EXERCISE PROMPT: Would you write out all of the data exactly as it appears below?

[Entries taken from a collection]
>>>>>
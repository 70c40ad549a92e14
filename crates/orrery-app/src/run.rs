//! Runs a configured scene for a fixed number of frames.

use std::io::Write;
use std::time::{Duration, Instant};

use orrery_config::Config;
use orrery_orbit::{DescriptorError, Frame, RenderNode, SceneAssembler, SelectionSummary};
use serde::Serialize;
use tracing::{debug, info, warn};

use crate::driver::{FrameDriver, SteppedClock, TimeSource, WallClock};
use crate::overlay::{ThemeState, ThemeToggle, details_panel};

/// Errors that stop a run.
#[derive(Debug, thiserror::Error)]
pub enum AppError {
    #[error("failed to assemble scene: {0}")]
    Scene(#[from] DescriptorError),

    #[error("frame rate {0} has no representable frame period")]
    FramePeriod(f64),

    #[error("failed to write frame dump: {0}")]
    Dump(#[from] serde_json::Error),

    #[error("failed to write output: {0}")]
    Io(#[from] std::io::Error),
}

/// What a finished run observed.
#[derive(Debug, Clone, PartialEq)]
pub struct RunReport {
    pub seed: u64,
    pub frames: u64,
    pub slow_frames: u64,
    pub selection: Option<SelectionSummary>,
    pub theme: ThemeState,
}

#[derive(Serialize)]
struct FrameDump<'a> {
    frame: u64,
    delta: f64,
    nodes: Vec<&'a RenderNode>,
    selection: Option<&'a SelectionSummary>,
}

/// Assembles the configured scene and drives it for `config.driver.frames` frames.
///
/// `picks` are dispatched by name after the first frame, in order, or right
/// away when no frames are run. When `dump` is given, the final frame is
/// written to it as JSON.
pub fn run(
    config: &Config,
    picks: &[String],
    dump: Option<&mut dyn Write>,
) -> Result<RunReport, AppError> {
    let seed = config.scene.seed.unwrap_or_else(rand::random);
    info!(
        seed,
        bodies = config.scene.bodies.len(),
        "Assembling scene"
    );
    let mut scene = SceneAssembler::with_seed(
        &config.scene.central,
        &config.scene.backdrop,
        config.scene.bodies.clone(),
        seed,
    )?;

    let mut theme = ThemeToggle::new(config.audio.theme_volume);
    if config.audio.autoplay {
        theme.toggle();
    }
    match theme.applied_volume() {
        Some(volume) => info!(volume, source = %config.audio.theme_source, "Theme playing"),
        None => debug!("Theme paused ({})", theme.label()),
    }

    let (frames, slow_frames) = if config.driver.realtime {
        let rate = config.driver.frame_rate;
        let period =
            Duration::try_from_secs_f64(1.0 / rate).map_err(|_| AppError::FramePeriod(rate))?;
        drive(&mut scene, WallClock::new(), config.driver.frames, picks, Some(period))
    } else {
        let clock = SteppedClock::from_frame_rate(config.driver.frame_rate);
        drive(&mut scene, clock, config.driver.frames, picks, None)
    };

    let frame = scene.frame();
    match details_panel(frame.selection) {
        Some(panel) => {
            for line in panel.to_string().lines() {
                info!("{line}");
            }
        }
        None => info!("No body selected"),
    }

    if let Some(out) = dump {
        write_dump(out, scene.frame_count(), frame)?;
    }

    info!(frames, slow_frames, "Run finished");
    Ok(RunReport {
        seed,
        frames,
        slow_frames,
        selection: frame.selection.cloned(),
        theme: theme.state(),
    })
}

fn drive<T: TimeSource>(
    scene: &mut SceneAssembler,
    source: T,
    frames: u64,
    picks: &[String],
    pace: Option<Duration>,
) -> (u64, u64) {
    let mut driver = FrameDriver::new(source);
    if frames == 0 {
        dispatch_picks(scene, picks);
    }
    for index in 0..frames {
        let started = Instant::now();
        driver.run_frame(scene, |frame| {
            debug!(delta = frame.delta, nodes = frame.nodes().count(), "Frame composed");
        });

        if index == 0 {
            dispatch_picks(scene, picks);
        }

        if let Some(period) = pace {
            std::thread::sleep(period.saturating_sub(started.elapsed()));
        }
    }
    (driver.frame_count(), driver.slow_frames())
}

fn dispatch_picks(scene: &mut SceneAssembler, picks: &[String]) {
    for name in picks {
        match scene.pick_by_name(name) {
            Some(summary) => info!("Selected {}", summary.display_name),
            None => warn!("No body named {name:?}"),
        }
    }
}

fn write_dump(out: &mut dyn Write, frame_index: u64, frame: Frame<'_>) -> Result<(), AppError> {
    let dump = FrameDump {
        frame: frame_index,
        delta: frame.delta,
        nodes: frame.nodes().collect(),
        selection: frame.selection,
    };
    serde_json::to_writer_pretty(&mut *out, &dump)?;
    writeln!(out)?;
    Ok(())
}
<<<<<
COMPLETED EXERCISE:
repository 70c40ad549a92e14
filename crates/orrery-app/src/run.rs
//! Runs a configured scene for a fixed number of frames.

use std::io::Write;
use std::time::{Duration, Instant};

use orrery_config::Config;
use orrery_orbit::{DescriptorError, Frame, RenderNode, SceneAssembler, SelectionSummary};
use serde::Serialize;
use tracing::{debug, info, warn};

use crate::driver::{FrameDriver, SteppedClock, TimeSource, WallClock};
use crate::overlay::{ThemeState, ThemeToggle, details_panel};

/// Errors that stop a run.
#[derive(Debug, thiserror::Error)]
pub enum AppError {
    #[error("failed to assemble scene: {0}")]
    Scene(#[from] DescriptorError),

    #[error("frame rate {0} has no representable frame period")]
    FramePeriod(f64),

    #[error("failed to write frame dump: {0}")]
    Dump(#[from] serde_json::Error),

    #[error("failed to write output: {0}")]
    Io(#[from] std::io::Error),
}

/// What a finished run observed.
#[derive(Debug, Clone, PartialEq)]
pub struct RunReport {
    pub seed: u64,
    pub frames: u64,
    pub slow_frames: u64,
    pub selection: Option<SelectionSummary>,
    pub theme: ThemeState,
}

#[derive(Serialize)]
struct FrameDump<'a> {
    frame: u64,
    delta: f64,
    nodes: Vec<&'a RenderNode>,
    selection: Option<&'a SelectionSummary>,
}

/// Assembles the configured scene and drives it for `config.driver.frames` frames.
///
/// `picks` are dispatched by name after the first frame, in order, or right
/// away when no frames are run. When `dump` is given, the final frame is
/// written to it as JSON.
pub fn run(
    config: &Config,
    picks: &[String],
    dump: Option<&mut dyn Write>,
) -> Result<RunReport, AppError> {
    let seed = config.scene.seed.unwrap_or_else(rand::random);
    info!(
        seed,
        bodies = config.scene.bodies.len(),
        "Assembling scene"
    );
    let mut scene = SceneAssembler::with_seed(
        &config.scene.central,
        &config.scene.backdrop,
        config.scene.bodies.clone(),
        seed,
    )?;

    let mut theme = ThemeToggle::new(config.audio.theme_volume);
    if config.audio.autoplay {
        theme.toggle();
    }
    match theme.applied_volume() {
        Some(volume) => info!(volume, source = %config.audio.theme_source, "Theme playing"),
        None => debug!("Theme paused ({})", theme.label()),
    }

    let (frames, slow_frames) = if config.driver.realtime {
        let rate = config.driver.frame_rate;
        let period =
            Duration::try_from_secs_f64(1.0 / rate).map_err(|_| AppError::FramePeriod(rate))?;
        drive(&mut scene, WallClock::new(), config.driver.frames, picks, Some(period))
    } else {
        let clock = SteppedClock::from_frame_rate(config.driver.frame_rate);
        drive(&mut scene, clock, config.driver.frames, picks, None)
    };

    let frame = scene.frame();
    match details_panel(frame.selection) {
        Some(panel) => {
            for line in panel.to_string().lines() {
                info!("{line}");
            }
        }
        None => info!("No body selected"),
    }

    if let Some(out) = dump {
        write_dump(out, scene.frame_count(), frame)?;
    }

    info!(frames, slow_frames, "Run finished");
    Ok(RunReport {
        seed,
        frames,
        slow_frames,
        selection: frame.selection.cloned(),
        theme: theme.state(),
    })
}

fn drive<T: TimeSource>(
    scene: &mut SceneAssembler,
    source: T,
    frames: u64,
    picks: &[String],
    pace: Option<Duration>,
) -> (u64, u64) {
    let mut driver = FrameDriver::new(source);
    if frames == 0 {
        dispatch_picks(scene, picks);
    }
    for index in 0..frames {
        let started = Instant::now();
        driver.run_frame(scene, |frame| {
            debug!(delta = frame.delta, nodes = frame.nodes().count(), "Frame composed");
        });

        if index == 0 {
            dispatch_picks(scene, picks);
        }

        if let Some(period) = pace {
            std::thread::sleep(period.saturating_sub(started.elapsed()));
        }
    }
    (driver.frame_count(), driver.slow_frames())
}

fn dispatch_picks(scene: &mut SceneAssembler, picks: &[String]) {
    for name in picks {
        match scene.pick_by_name(name) {
            Some(summary) => info!("Selected {}", summary.display_name),
            None => warn!("No body named {name:?}"),
        }
    }
}

fn write_dump(out: &mut dyn Write, frame_index: u64, frame: Frame<'_>) -> Result<(), AppError> {
    let dump = FrameDump {
        frame: frame_index,
        delta: frame.delta,
        nodes: frame.nodes().collect(),
        selection: frame.selection,
    };
    serde_json::to_writer_pretty(&mut *out, &dump)?;
    writeln!(out)?;
    Ok(())
}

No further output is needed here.